Singapour
Singapour
À la douane de Singapour, j'avais enfilé ma belle chemise blanche ; le douanier a trouvé que nous aurions tout intérêt à nous faire couper les cheveux et tailler la barbe. Comme il y avait quelques salons de coiffure dans les rues du côté malaisien, nous avons suivi les conseils du douanier singapourien. Il nous a tamponné nos passeports et nous étions à Singapour. Un autre routard nous a donné l'adresse d'un hôtel bon marché sur Bencoolen Street.
Impressions de Singapour
Les propriétaires étaient deux dames âgées, des sœurs, habillées en noir avec des tresses de cheveux jusqu'aux fesses, chaque nuit elles jouaient au ma-jong et se disputaient le plus souvent en chinois. Les chambres avaient des murs de deux tiers de hauteur seulement, le reste était équipé de grilles à poules. Singapour était au début de la propreté pas de mégots pas de chewing-gum etc. nous avons visité l'hôtel Raffel, quelques petits restants. A Singapour, sur la rivière Singapour, il y avait aussi des bateaux.

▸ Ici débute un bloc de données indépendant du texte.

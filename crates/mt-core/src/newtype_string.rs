//! Macro for defining strongly-typed identifier newtypes.
//!
//! Project, model, job and view names share one invariant (non-empty, no
//! `.` separator since dotted paths address namespaces and versions) and one
//! set of trait impls, generated here from a single invocation.

/// Define a strongly-typed, non-empty identifier newtype.
///
/// Generates `new()` (panics on invalid input), `try_new()` (returns a
/// `CoreError`), `as_str()`, `into_inner()`, plus `Display`, `AsRef<str>`,
/// `Deref<Target=str>`, `Borrow<str>`, `PartialEq<&str>` and a validating
/// `Deserialize`.
macro_rules! define_identifier {
    (
        $(#[$meta:meta])*
        $vis:vis struct $Name:ident => $kind:literal;
    ) => {
        $(#[$meta])*
        #[derive(Debug, Clone, PartialEq, Eq, Hash, PartialOrd, Ord, serde::Serialize)]
        #[serde(transparent)]
        $vis struct $Name(String);

        impl<'de> serde::Deserialize<'de> for $Name {
            fn deserialize<D>(deserializer: D) -> Result<Self, D::Error>
            where
                D: serde::Deserializer<'de>,
            {
                let s = String::deserialize(deserializer)?;
                $Name::try_new(s).map_err(serde::de::Error::custom)
            }
        }

        impl $Name {
            /// Create a new identifier, panicking if it is invalid.
            ///
            /// Prefer [`try_new`](Self::try_new) for untrusted input.
            pub fn new(name: impl Into<String>) -> Self {
                match Self::try_new(name) {
                    Ok(v) => v,
                    Err(e) => panic!("{e}"),
                }
            }

            /// Validate and wrap a name.
            pub fn try_new(name: impl Into<String>) -> $crate::error::CoreResult<Self> {
                let s = name.into();
                if s.is_empty() || s.contains('.') {
                    return Err($crate::error::CoreError::InvalidName { kind: $kind, name: s });
                }
                Ok(Self(s))
            }

            /// Return the underlying name as a string slice.
            pub fn as_str(&self) -> &str {
                &self.0
            }

            /// Consume the wrapper and return the inner `String`.
            pub fn into_inner(self) -> String {
                self.0
            }
        }

        impl std::fmt::Display for $Name {
            fn fmt(&self, f: &mut std::fmt::Formatter<'_>) -> std::fmt::Result {
                f.write_str(&self.0)
            }
        }

        impl AsRef<str> for $Name {
            fn as_ref(&self) -> &str { &self.0 }
        }

        impl std::ops::Deref for $Name {
            type Target = str;
            fn deref(&self) -> &str { &self.0 }
        }

        impl std::borrow::Borrow<str> for $Name {
            fn borrow(&self) -> &str { &self.0 }
        }

        impl PartialEq<&str> for $Name {
            fn eq(&self, other: &&str) -> bool { self.0 == *other }
        }
    };
}

pub(crate) use define_identifier;
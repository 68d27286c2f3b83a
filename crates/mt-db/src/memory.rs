//! In-process data source of registered batches

use crate::error::{DbError, DbResult};
use crate::traits::DataSource;
use async_trait::async_trait;
use mt_core::{ColumnId, RowBatch, ScalarType};
use std::collections::BTreeMap;
use std::sync::RwLock;

/// Relations held in memory, keyed by lower-cased name
pub struct MemorySource {
    name: String,
    tables: RwLock<BTreeMap<String, RowBatch>>,
}

impl MemorySource {
    pub fn new(name: impl Into<String>) -> Self {
        Self {
            name: name.into(),
            tables: RwLock::new(BTreeMap::new()),
        }
    }

    /// Register (or replace) a relation
    pub fn register(&self, relation: &str, batch: RowBatch) -> DbResult<()> {
        let batch = batch.requalify(None);
        self.tables
            .write()
            .map_err(|e| DbError::MutexPoisoned(e.to_string()))?
            .insert(relation.to_ascii_lowercase(), batch);
        Ok(())
    }

    /// Builder-style registration for test fixtures
    pub fn with_table(self, relation: &str, batch: RowBatch) -> DbResult<Self> {
        self.register(relation, batch)?;
        Ok(self)
    }

    fn get(&self, relation: &str) -> DbResult<RowBatch> {
        self.tables
            .read()
            .map_err(|e| DbError::MutexPoisoned(e.to_string()))?
            .get(&relation.to_ascii_lowercase())
            .cloned()
            .ok_or_else(|| DbError::TableNotFound(format!("{}.{}", self.name, relation)))
    }
}

#[async_trait]
impl DataSource for MemorySource {
    fn name(&self) -> &str {
        &self.name
    }

    fn source_type(&self) -> &'static str {
        "memory"
    }

    async fn list_relations(&self) -> DbResult<Vec<String>> {
        Ok(self
            .tables
            .read()
            .map_err(|e| DbError::MutexPoisoned(e.to_string()))?
            .keys()
            .cloned()
            .collect())
    }

    async fn fetch(&self, relation: &str, columns: &[String]) -> DbResult<RowBatch> {
        let batch = self.get(relation)?;
        if columns.is_empty() {
            return Ok(batch);
        }

        let mut indices = Vec::with_capacity(columns.len());
        for col in columns {
            let idx = batch.index_of(col).ok_or_else(|| {
                DbError::ExecutionError(format!("column '{}' not found in {}", col, relation))
            })?;
            indices.push(idx);
        }
        let projected: Vec<ColumnId> = indices.iter().map(|&i| batch.columns[i].clone()).collect();
        let rows = batch
            .rows
            .iter()
            .map(|row| indices.iter().map(|&i| row[i].clone()).collect())
            .collect();
        Ok(RowBatch::new(projected, rows))
    }

    async fn describe(&self, relation: &str) -> DbResult<Vec<(String, ScalarType)>> {
        Ok(self.get(relation)?.infer_types())
    }
}

#[cfg(test)]
mod tests {
    use super::*;
    use mt_core::Value;

    fn source() -> MemorySource {
        MemorySource::new("mem")
            .with_table(
                "Tasks",
                RowBatch::from_named(
                    &["a", "c"],
                    vec![vec![1.into(), 1.into()], vec![2.into(), Value::Null]],
                ),
            )
            .unwrap()
    }

    #[tokio::test]
    async fn test_fetch_case_insensitive() {
        let src = source();
        assert_eq!(src.fetch("TASKS", &[]).await.unwrap().len(), 2);
        assert_eq!(src.list_relations().await.unwrap(), vec!["tasks"]);
    }

    #[tokio::test]
    async fn test_projection() {
        let src = source();
        let batch = src.fetch("tasks", &["c".to_string()]).await.unwrap();
        assert_eq!(batch.column_names(), vec!["c"]);
        assert_eq!(batch.rows[1][0], Value::Null);
        assert!(src.fetch("tasks", &["zz".to_string()]).await.is_err());
    }

    #[tokio::test]
    async fn test_missing_and_describe() {
        let src = source();
        assert!(matches!(
            src.fetch("other", &[]).await,
            Err(DbError::TableNotFound(_))
        ));
        let cols = src.describe("tasks").await.unwrap();
        assert_eq!(cols[0], ("a".to_string(), ScalarType::Integer));
    }
}
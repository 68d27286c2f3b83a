//! Describe command implementation

use anyhow::{Context, Result};

use crate::cli::{DescribeArgs, GlobalArgs};
use crate::commands::common::print_table;
use crate::context::RuntimeContext;

/// Execute the describe command
pub async fn execute(args: &DescribeArgs, global: &GlobalArgs) -> Result<()> {
    let ctx = RuntimeContext::new(global)?;
    let project = ctx.project(args.project.as_deref())?;

    let columns = ctx
        .engine
        .describe_relation(&project, &args.relation)
        .await
        .with_context(|| format!("Cannot describe '{}'", args.relation))?;

    let rows: Vec<Vec<String>> = columns
        .iter()
        .map(|(name, ty)| vec![name.clone(), ty.to_string()])
        .collect();
    print_table(&["COLUMN", "TYPE"], &rows);
    Ok(())
}
//! Store traits for models, jobs and views.
//!
//! All operations are single-statement atomic. Callers that need a
//! read-then-write to be atomic with respect to other callers either use a
//! dedicated primitive ([`ModelStore::allocate_version`],
//! [`JobStore::claim_run`]) or serialize on their own per-key lock.
//!
//! Project and entity names match case-insensitively.

use crate::error::MetaResult;
use chrono::NaiveDateTime;
use mt_core::{
    Job, JobHistoryEntry, JobId, JobName, ModelId, ModelRecord, ModelVersion, ProjectName,
    VersionStatus, ViewName,
};

/// A stored view definition
#[derive(Debug, Clone, PartialEq)]
pub struct ViewRecord {
    pub project: ProjectName,
    pub name: ViewName,
    /// Defining SQL, parsed on every resolution
    pub query: String,
    pub created_at: NaiveDateTime,
}

/// Model and model-version rows
pub trait ModelStore: Send + Sync {
    fn get_model(&self, id: &ModelId) -> MetaResult<Option<ModelRecord>>;

    /// Models of one project, or of all projects, ordered by identity
    fn list_models(&self, project: Option<&ProjectName>) -> MetaResult<Vec<ModelRecord>>;

    /// Insert a new model row. Fails with `AlreadyExists` if present.
    fn create_model(&self, record: &ModelRecord) -> MetaResult<()>;

    /// Atomically increment the model's version counter and return the new
    /// number. Numbers are never reused, even after deletion.
    fn allocate_version(&self, id: &ModelId) -> MetaResult<u32>;

    fn insert_version(&self, version: &ModelVersion) -> MetaResult<()>;

    fn get_version(&self, id: &ModelId, version: u32) -> MetaResult<Option<ModelVersion>>;

    /// Versions of a model in ascending order
    fn list_versions(&self, id: &ModelId) -> MetaResult<Vec<ModelVersion>>;

    /// Record the outcome of training
    fn set_version_status(
        &self,
        id: &ModelId,
        version: u32,
        status: VersionStatus,
        error: Option<&str>,
        completed_at: Option<NaiveDateTime>,
    ) -> MetaResult<()>;

    /// Replace the active-version pointer in a single write
    fn set_active_version(&self, id: &ModelId, version: Option<u32>) -> MetaResult<()>;

    /// Returns whether a row was removed
    fn delete_version(&self, id: &ModelId, version: u32) -> MetaResult<bool>;

    /// Remove a model and all of its versions. Returns whether it existed.
    fn delete_model(&self, id: &ModelId) -> MetaResult<bool>;
}

/// Job and job-history rows
pub trait JobStore: Send + Sync {
    /// Fails with `AlreadyExists` if a job with the same identity exists
    fn insert_job(&self, job: &Job) -> MetaResult<()>;

    fn get_job(&self, id: &JobId) -> MetaResult<Option<Job>>;

    fn list_jobs(&self, project: Option<&ProjectName>) -> MetaResult<Vec<Job>>;

    /// Removes the job only; its history stays queryable
    fn delete_job(&self, id: &JobId) -> MetaResult<bool>;

    fn set_job_active(&self, id: &JobId, active: bool) -> MetaResult<bool>;

    /// Compare-and-set on `next_run_at`: succeeds only if the job is active
    /// and its `next_run_at` still equals `expected`.
    fn claim_run(
        &self,
        id: &JobId,
        expected: NaiveDateTime,
        next: Option<NaiveDateTime>,
    ) -> MetaResult<bool>;

    /// Unconditionally set `next_run_at` (rescheduling, reactivation)
    fn update_next_run(&self, id: &JobId, next: Option<NaiveDateTime>) -> MetaResult<bool>;

    fn append_history(&self, entry: &JobHistoryEntry) -> MetaResult<()>;

    /// History ordered by start time, optionally narrowed to a project/job
    fn list_history(
        &self,
        project: Option<&ProjectName>,
        job: Option<&JobName>,
    ) -> MetaResult<Vec<JobHistoryEntry>>;

    /// Start of the most recent run that finished without error
    fn last_successful_start(&self, id: &JobId) -> MetaResult<Option<NaiveDateTime>>;
}

/// Stored view definitions
pub trait ViewStore: Send + Sync {
    /// Fails with `AlreadyExists` if the name is taken
    fn create_view(&self, view: &ViewRecord) -> MetaResult<()>;

    fn get_view(&self, project: &ProjectName, name: &str) -> MetaResult<Option<ViewRecord>>;

    fn list_views(&self, project: Option<&ProjectName>) -> MetaResult<Vec<ViewRecord>>;

    fn drop_view(&self, project: &ProjectName, name: &str) -> MetaResult<bool>;
}

/// Everything the services need from one backing store
pub trait MetaStore: ModelStore + JobStore + ViewStore {}

impl<T: ModelStore + JobStore + ViewStore> MetaStore for T {}

#[cfg(test)]
#[path = "store_test.rs"]
mod tests;
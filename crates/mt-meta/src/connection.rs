//! Meta database connection wrapper.
//!
//! [`MetaDb`] owns a DuckDB [`Connection`] behind a mutex and provides helpers
//! for opening, migrating, and transacting against the meta database.

use crate::error::{MetaError, MetaResult};
use crate::migration::run_migrations;
use duckdb::Connection;
use std::path::Path;
use std::sync::{Mutex, MutexGuard};

/// Wrapper around a DuckDB connection to `target/meta.duckdb`.
pub struct MetaDb {
    conn: Mutex<Connection>,
}

impl MetaDb {
    /// Open (or create) the meta database at `path` and run pending migrations.
    pub fn open(path: &Path) -> MetaResult<Self> {
        if let Some(parent) = path.parent().filter(|p| !p.as_os_str().is_empty()) {
            std::fs::create_dir_all(parent).map_err(|e| {
                MetaError::ConnectionError(format!("{e}: {}", parent.display()))
            })?;
        }
        let conn = Connection::open(path)
            .map_err(|e| MetaError::ConnectionError(format!("{e}: {}", path.display())))?;
        run_migrations(&conn)?;
        log::debug!("Opened meta database at {}", path.display());
        Ok(Self {
            conn: Mutex::new(conn),
        })
    }

    /// Create an in-memory meta database with all migrations applied.
    pub fn open_memory() -> MetaResult<Self> {
        let conn =
            Connection::open_in_memory().map_err(|e| MetaError::ConnectionError(e.to_string()))?;
        run_migrations(&conn)?;
        Ok(Self {
            conn: Mutex::new(conn),
        })
    }

    /// Open from a configured path string (handles `:memory:`)
    pub fn from_config_path(path: &str) -> MetaResult<Self> {
        if path == ":memory:" {
            Self::open_memory()
        } else {
            Self::open(Path::new(path))
        }
    }

    /// Lock the underlying DuckDB connection.
    pub fn conn(&self) -> MetaResult<MutexGuard<'_, Connection>> {
        self.conn
            .lock()
            .map_err(|e| MetaError::MutexPoisoned(e.to_string()))
    }

    /// Execute `body` within a `BEGIN` / `COMMIT` transaction, rolling back on
    /// error. The connection stays locked for the whole body.
    pub fn transaction<F, T>(&self, body: F) -> MetaResult<T>
    where
        F: FnOnce(&Connection) -> MetaResult<T>,
    {
        let conn = self.conn()?;
        conn.execute_batch("BEGIN TRANSACTION")
            .map_err(|e| MetaError::TransactionError(format!("BEGIN failed: {e}")))?;

        let result = body(&conn);

        match &result {
            Ok(_) => {
                if let Err(commit_err) = conn.execute_batch("COMMIT") {
                    let _ = conn.execute_batch("ROLLBACK");
                    return Err(MetaError::TransactionError(format!(
                        "COMMIT failed: {commit_err}"
                    )));
                }
            }
            Err(_) => {
                let _ = conn.execute_batch("ROLLBACK");
            }
        }
        result
    }
}

#[cfg(test)]
#[path = "connection_test.rs"]
mod tests;
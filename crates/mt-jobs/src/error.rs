//! Error types for mt-jobs

use mt_core::{CoreError, ErrorKind};
use mt_exec::ExecError;
use mt_meta::MetaError;
use mt_sql::SqlError;
use thiserror::Error;

/// Job definition and scheduling errors
#[derive(Error, Debug)]
pub enum JobError {
    /// Job not found (J001)
    #[error("[J001] Job '{0}' is not found")]
    NotFound(String),

    /// A job with this name exists (J002)
    #[error("[J002] Job '{0}' already exists")]
    AlreadyExists(String),

    /// Job definition rejected (J003)
    #[error("[J003] Invalid job '{name}': {reason}")]
    Invalid { name: String, reason: String },

    /// Query template or SQL error (J004)
    #[error("[J004] {0}")]
    Sql(#[from] SqlError),

    /// Query execution failed (J005)
    #[error("[J005] {0}")]
    Exec(#[from] ExecError),

    /// Metadata store error (J006)
    #[error("[J006] {0}")]
    Meta(#[from] MetaError),

    /// Name or schedule error (J007)
    #[error("[J007] {0}")]
    Core(#[from] CoreError),
}

impl JobError {
    /// Map this error onto the shared taxonomy.
    pub fn kind(&self) -> ErrorKind {
        match self {
            JobError::NotFound(_) => ErrorKind::EntityNotExists,
            JobError::AlreadyExists(_) => ErrorKind::OperationForbidden,
            JobError::Invalid { .. } => ErrorKind::Validation,
            JobError::Sql(e) => e.kind(),
            JobError::Exec(e) => e.kind(),
            JobError::Meta(e) => e.kind(),
            JobError::Core(e) => e.kind(),
        }
    }
}

/// Result type alias for JobError
pub type JobResult<T> = Result<T, JobError>;
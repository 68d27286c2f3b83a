//! Project system tables served from the metadata store

use crate::error::ExecResult;
use mt_core::{ModelVersion, ProjectName, RowBatch, Value};
use mt_meta::MetaStore;

/// Pseudo-project whose system tables span every project
pub const INFORMATION_SCHEMA: &str = "information_schema";

/// Read-only relation describing a project's metadata
#[derive(Debug, Clone, Copy, PartialEq, Eq)]
pub enum SystemTable {
    /// One row per model, describing its active (or latest) version
    Models,
    /// One row per model version
    ModelsVersions,
    Jobs,
    JobsHistory,
    Views,
}

impl SystemTable {
    pub const ALL: [SystemTable; 5] = [
        SystemTable::Models,
        SystemTable::ModelsVersions,
        SystemTable::Jobs,
        SystemTable::JobsHistory,
        SystemTable::Views,
    ];

    pub fn name(&self) -> &'static str {
        match self {
            SystemTable::Models => "models",
            SystemTable::ModelsVersions => "models_versions",
            SystemTable::Jobs => "jobs",
            SystemTable::JobsHistory => "jobs_history",
            SystemTable::Views => "views",
        }
    }

    /// Look a system table up by relation name (case-insensitive)
    pub fn from_name(name: &str) -> Option<Self> {
        Self::ALL
            .into_iter()
            .find(|t| t.name().eq_ignore_ascii_case(name))
    }

    pub fn columns(&self) -> &'static [&'static str] {
        match self {
            SystemTable::Models => &[
                "NAME",
                "PROJECT",
                "ENGINE",
                "VERSION",
                "STATUS",
                "ACTIVE",
                "PREDICT",
                "TAG",
                "ERROR",
                "CREATED_AT",
            ],
            SystemTable::ModelsVersions => &[
                "NAME",
                "PROJECT",
                "VERSION",
                "STATUS",
                "ACTIVE",
                "PREDICT",
                "TAG",
                "ENGINE",
                "ERROR",
                "CREATED_AT",
                "COMPLETED_AT",
            ],
            SystemTable::Jobs => &[
                "NAME",
                "PROJECT",
                "START_AT",
                "END_AT",
                "NEXT_RUN_AT",
                "SCHEDULE_STR",
                "QUERY",
                "ACTIVE",
            ],
            SystemTable::JobsHistory => &[
                "NAME",
                "PROJECT",
                "RUN_START",
                "RUN_END",
                "ERROR",
                "QUERY",
            ],
            SystemTable::Views => &["NAME", "PROJECT", "QUERY"],
        }
    }

    /// Materialize the table. `None` lists every project.
    pub fn scan(&self, store: &dyn MetaStore, project: Option<&ProjectName>) -> ExecResult<RowBatch> {
        let rows = match self {
            SystemTable::Models => models_rows(store, project)?,
            SystemTable::ModelsVersions => versions_rows(store, project)?,
            SystemTable::Jobs => store
                .list_jobs(project)?
                .into_iter()
                .map(|job| {
                    vec![
                        Value::from(job.id.name.as_str()),
                        Value::from(job.id.project.as_str()),
                        Value::from(job.start_at),
                        Value::from(job.end_at),
                        Value::from(job.next_run_at),
                        Value::from(job.schedule.as_ref().map(|s| s.as_str().to_string())),
                        Value::from(job.query),
                        Value::from(job.active),
                    ]
                })
                .collect(),
            SystemTable::JobsHistory => store
                .list_history(project, None)?
                .into_iter()
                .map(|h| {
                    vec![
                        Value::from(h.job_name.as_str()),
                        Value::from(h.project.as_str()),
                        Value::from(h.started_at),
                        Value::from(h.finished_at),
                        Value::from(h.error),
                        Value::from(h.query),
                    ]
                })
                .collect(),
            SystemTable::Views => store
                .list_views(project)?
                .into_iter()
                .map(|v| {
                    vec![
                        Value::from(v.name.as_str()),
                        Value::from(v.project.as_str()),
                        Value::from(v.query),
                    ]
                })
                .collect(),
        };
        Ok(RowBatch::from_named(self.columns(), rows))
    }
}

fn models_rows(store: &dyn MetaStore, project: Option<&ProjectName>) -> ExecResult<Vec<Vec<Value>>> {
    let mut rows = Vec::new();
    for model in store.list_models(project)? {
        let versions = store.list_versions(&model.id)?;
        let shown = model
            .active_version
            .and_then(|active| versions.iter().find(|v| v.version == active))
            .or_else(|| versions.last());
        let mut row = vec![
            Value::from(model.id.name.as_str()),
            Value::from(model.id.project.as_str()),
            Value::from(model.engine.as_str()),
        ];
        match shown {
            Some(v) => {
                row.extend([
                    Value::from(v.version),
                    Value::from(v.status.as_str()),
                    Value::from(model.is_active(v.version)),
                    Value::from(v.predict.clone()),
                    Value::from(v.tag.clone()),
                    Value::from(v.error.clone()),
                ]);
            }
            None => row.extend(std::iter::repeat(Value::Null).take(6)),
        }
        row.push(Value::from(model.created_at));
        rows.push(row);
    }
    Ok(rows)
}

fn versions_rows(
    store: &dyn MetaStore,
    project: Option<&ProjectName>,
) -> ExecResult<Vec<Vec<Value>>> {
    let mut rows = Vec::new();
    for model in store.list_models(project)? {
        for v in store.list_versions(&model.id)? {
            rows.push(version_row(&v, model.is_active(v.version)));
        }
    }
    Ok(rows)
}

fn version_row(v: &ModelVersion, active: bool) -> Vec<Value> {
    vec![
        Value::from(v.model.name.as_str()),
        Value::from(v.model.project.as_str()),
        Value::from(v.version),
        Value::from(v.status.as_str()),
        Value::from(active),
        Value::from(v.predict.clone()),
        Value::from(v.tag.clone()),
        Value::from(v.engine.as_str()),
        Value::from(v.error.clone()),
        Value::from(v.created_at),
        Value::from(v.completed_at),
    ]
}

Nous étions déjà loin de la maison depuis un certain temps, et de temps en temps, l'envie de manger se faisait sentir, nous parlions souvent de fromage et de pain de campagne, moi j'avais envie d'une tarte aux pommes. Nous avions entendu parler d'un grand centre commercial sur Orchard Road, nous sommes donc partis, à l'entrée, nous avons eu l'impression d'être au pays de cocagne, toutes sortes de choses, de la bière française à la bière allemande. Le choix n'était pas très large sauf pour le pain, du pain en tranches de toutes les couleurs, nous sommes allés voir le fromage, le gruyère de Suisse, nous ne pouvions pas le payer, donc l'envie de manger était là, mais avec un budget serré. Nous nous sommes décidés pour un gorgonzola 250 gr. un pain tranché avons couru en toute hâte vers l'hôtel, avons partagé le fromage avec mon couteau de poche, le pain aussi et avons tout mangé d'un seul coup. Je me sentais mal car nous n'étions plus habitués à ce genre de nourriture. Un tea chez les vieilles dames a soulagé ma nausée. Le soir, dans la rue, on nous proposait des choses innombrables et peu agréables.